Search code examples
jsonuniquejq

Remove duplicate objects in JSON array with jq based on specific criteria


I have the following data where I want entire objects removed based on duplicate values of the "run" key, while keeping the object with the largest "startTime" number:

{
  "data": {
    "results": [
      {
        "event": {
          "biking": {
            "startTime": 12,
            "id": "a",
            "run": "x"
          }
        },
        "displayName": "Alex"
      },
      {
        "event": {
          "biking": {
            "startTime": 10,
            "id": "b",
            "run": "x"
          }
        },
        "displayName": "Adam"
      },
      {
        "event": {
          "biking": {
            "startTime": 11,
            "id": "c",
            "run": "y"
          }
        },
        "displayName": "Aaron"
      }
    ]
  }
}

I've been trying to finagle unique with jq but can't quite get what I want.
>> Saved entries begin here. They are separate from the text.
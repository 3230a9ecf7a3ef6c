use anyhow::Result;
use mote_engine::batch::{BatchBackend, BatchRenderer, BatchStats};
use mote_engine::coords::{Vec2, Viewport};
use mote_engine::core::{App, AppControl, FrameCtx, StartCtx};
use mote_engine::paint::Color;
use mote_engine::render::QuadRenderer;
use mote_engine::scene::{Circle, Shape};

use crate::config::SimConfig;

const CLEAR: Color = Color::from_premul(0.05, 0.06, 0.09, 1.0);

/// Radians per second of the radius oscillation.
const PULSE_SPEED: f32 = 2.0;

/// Seconds between stats summaries.
const STATS_INTERVAL: f32 = 2.0;

/// Draws every shape, flushing whenever the batch fills up, then flushes the
/// remainder.
///
/// A shape rejected by a full batch is drawn again right after the flush, so no
/// geometry is lost.
pub fn draw_all<'s, B, S, I>(renderer: &mut BatchRenderer<B>, shapes: I, frame: &mut B::Frame<'_>)
where
    B: BatchBackend,
    S: Shape + 's,
    I: IntoIterator<Item = &'s S>,
{
    for shape in shapes {
        renderer.draw(shape);
        if renderer.buffer_is_full() {
            renderer.submit(frame);
            renderer.clear();
            renderer.draw(shape);
        }
    }

    renderer.submit(frame);
    renderer.clear();
}

/// Cell centers of a near-square grid holding `count` items in `viewport`.
///
/// Filled row-major from the top-left.
pub fn grid_layout(count: usize, viewport: Viewport) -> Vec<Vec2> {
    if count == 0 || !viewport.is_valid() {
        return Vec::new();
    }

    let aspect = viewport.width / viewport.height;
    let cols = ((count as f32 * aspect).sqrt().ceil() as usize).clamp(1, count);
    let rows = count.div_ceil(cols);

    let cell = Vec2::new(viewport.width / cols as f32, viewport.height / rows as f32);

    (0..count)
        .map(|i| {
            let (col, row) = (i % cols, i / cols);
            Vec2::new(
                (col as f32 + 0.5) * cell.x,
                (row as f32 + 0.5) * cell.y,
            )
        })
        .collect()
}

/// Radius at time `t`, swinging between `min` and `max`.
pub fn pulse_radius(min: f32, max: f32, t: f32, phase: f32) -> f32 {
    let s = 0.5 * (1.0 + (t * PULSE_SPEED + phase).sin());
    min + (max - min) * s
}

struct Ball {
    circle: Circle,
    phase: f32,
}

#[derive(Default)]
struct StatsWindow {
    frames: u64,
    totals: BatchStats,
    since: f32,
}

impl StatsWindow {
    fn record(&mut self, stats: BatchStats, elapsed: f32) {
        self.frames += 1;
        self.totals.flushes += stats.flushes;
        self.totals.quads += stats.quads;
        self.totals.rejected += stats.rejected;

        let span = elapsed - self.since;
        if span < STATS_INTERVAL {
            return;
        }

        let frames = self.frames.max(1) as f32;
        log::debug!(
            "{:.1} fps, {:.1} flushes/frame, {:.0} quads/frame, {} rejected appends",
            frames / span,
            self.totals.flushes as f32 / frames,
            self.totals.quads as f32 / frames,
            self.totals.rejected
        );

        *self = Self {
            since: elapsed,
            ..Self::default()
        };
    }
}

/// The ball field: circles on a grid with pulsing radii.
pub struct Simulation {
    config: SimConfig,
    renderer: Option<QuadRenderer>,
    balls: Vec<Ball>,
    layout_viewport: Viewport,
    stats: StatsWindow,
}

impl Simulation {
    pub fn new(config: SimConfig) -> Self {
        Self {
            config,
            renderer: None,
            balls: Vec::new(),
            layout_viewport: Viewport::default(),
            stats: StatsWindow::default(),
        }
    }

    fn relayout(&mut self, viewport: Viewport) {
        let centers = grid_layout(self.config.ball_count, viewport);
        let n = centers.len().max(1) as f32;

        self.balls = centers
            .into_iter()
            .enumerate()
            .map(|(i, center)| Ball {
                circle: Circle::new(self.config.min_radius, center),
                phase: i as f32 / n * std::f32::consts::TAU,
            })
            .collect();

        self.layout_viewport = viewport;
        log::debug!(
            "laid out {} balls in {}x{}",
            self.balls.len(),
            viewport.width,
            viewport.height
        );
    }

    fn animate(&mut self, elapsed: f32) {
        let (min, max) = (self.config.min_radius, self.config.max_radius);
        for ball in &mut self.balls {
            ball.circle.set_radius(pulse_radius(min, max, elapsed, ball.phase));
        }
    }
}

impl App for Simulation {
    fn start(&mut self, ctx: &mut StartCtx<'_, '_>) -> Result<()> {
        let renderer = QuadRenderer::from_config(ctx.gpu, &self.config.pipeline_config())?;

        log::info!(
            "{}: {} balls, {} quads per flush, texture {:?}",
            self.config.title,
            self.config.ball_count,
            renderer.buffer().capacity().max_quads(),
            renderer.backend().texture_size()
        );

        self.renderer = Some(renderer);
        self.relayout(ctx.viewport());
        Ok(())
    }

    fn update(&mut self, ctx: &mut FrameCtx<'_, '_>) -> AppControl {
        let viewport = ctx.viewport();
        if !viewport.is_valid() {
            return AppControl::Continue;
        }
        if viewport != self.layout_viewport {
            self.relayout(viewport);
        }

        self.animate(ctx.time.elapsed);

        let Some(renderer) = self.renderer.as_mut() else {
            log::error!("update called before start");
            return AppControl::Exit;
        };

        let balls = &self.balls;
        let control = ctx.render(CLEAR, |frame| {
            draw_all(renderer, balls.iter().map(|b| &b.circle), frame);
        });

        self.stats.record(renderer.take_stats(), ctx.time.elapsed);
        control
    }
}
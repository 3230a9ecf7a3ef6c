use std::borrow::Cow;
use std::path::PathBuf;

use anyhow::{Context, Result};

/// WGSL shipped with the crate.
pub const BATCH_WGSL: &str = include_str!("shaders/batch.wgsl");

/// Where the batch shader comes from.
///
/// Custom shaders must keep the built-in interface: `vs_main`/`fs_main`, vertex
/// locations 0 (position) and 1 (uv), and the group 0 bindings
/// (uniform, texture, sampler).
#[derive(Debug, Clone, Default, PartialEq, Eq)]
pub enum ShaderSource {
    #[default]
    Builtin,
    /// WGSL file read at pipeline construction.
    File(PathBuf),
    /// WGSL text.
    Wgsl(String),
}

impl ShaderSource {
    /// Resolves the WGSL text.
    ///
    /// Only I/O failures are reported here; compilation errors surface through
    /// wgpu's validation when the module is created.
    pub fn load(&self) -> Result<Cow<'_, str>> {
        match self {
            ShaderSource::Builtin => Ok(Cow::Borrowed(BATCH_WGSL)),
            ShaderSource::File(path) => std::fs::read_to_string(path)
                .map(Cow::Owned)
                .with_context(|| format!("failed to read shader {}", path.display())),
            ShaderSource::Wgsl(src) => Ok(Cow::Borrowed(src.as_str())),
        }
    }

    pub(crate) fn label(&self) -> &'static str {
        match self {
            ShaderSource::Builtin => "mote batch shader",
            ShaderSource::File(_) => "mote batch shader (file)",
            ShaderSource::Wgsl(_) => "mote batch shader (inline)",
        }
    }
}

#[cfg(test)]
mod tests {
    use super::*;

    #[test]
    fn builtin_exposes_both_entry_points() {
        let src = ShaderSource::Builtin.load().unwrap();
        assert!(src.contains("fn vs_main"));
        assert!(src.contains("fn fs_main"));
    }

    #[test]
    fn inline_source_is_borrowed_verbatim() {
        let s = ShaderSource::Wgsl("// nothing".to_string());
        assert_eq!(s.load().unwrap(), "// nothing");
    }

    #[test]
    fn missing_file_reports_path() {
        let s = ShaderSource::File(PathBuf::from("/nonexistent/mote/batch.wgsl"));
        let err = s.load().unwrap_err();
        assert!(format!("{err:#}").contains("/nonexistent/mote/batch.wgsl"));
    }
}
My intended result is this:

{
  "data": {
    "results": [
      {
        "event": {
          "biking": {
            "startTime": 12,
            "id": "a",
            "run": "x"
          }
        },
        "displayName": "Alex"
      },
      {
        "event": {
          "biking": {
            "startTime": 11,
            "id": "c",
            "run": "y"
          }
        },
        "displayName": "Aaron"
      }
    ]
  }
}

I was trying to use unique because I want to keep only 1 of each "run": ids where in a larger list I might have three x, two y, and four z. I'd want to keep one x, y, and z in this case based on the largest "startTime".


Solution

  • Here's a straightforward jq solution:

    .data.results |=
      (group_by(.event.biking.run)
       | map(max_by(.event.biking.startTime)))
    

    It uses group_by to group by "run", and then max_by to select the desired event.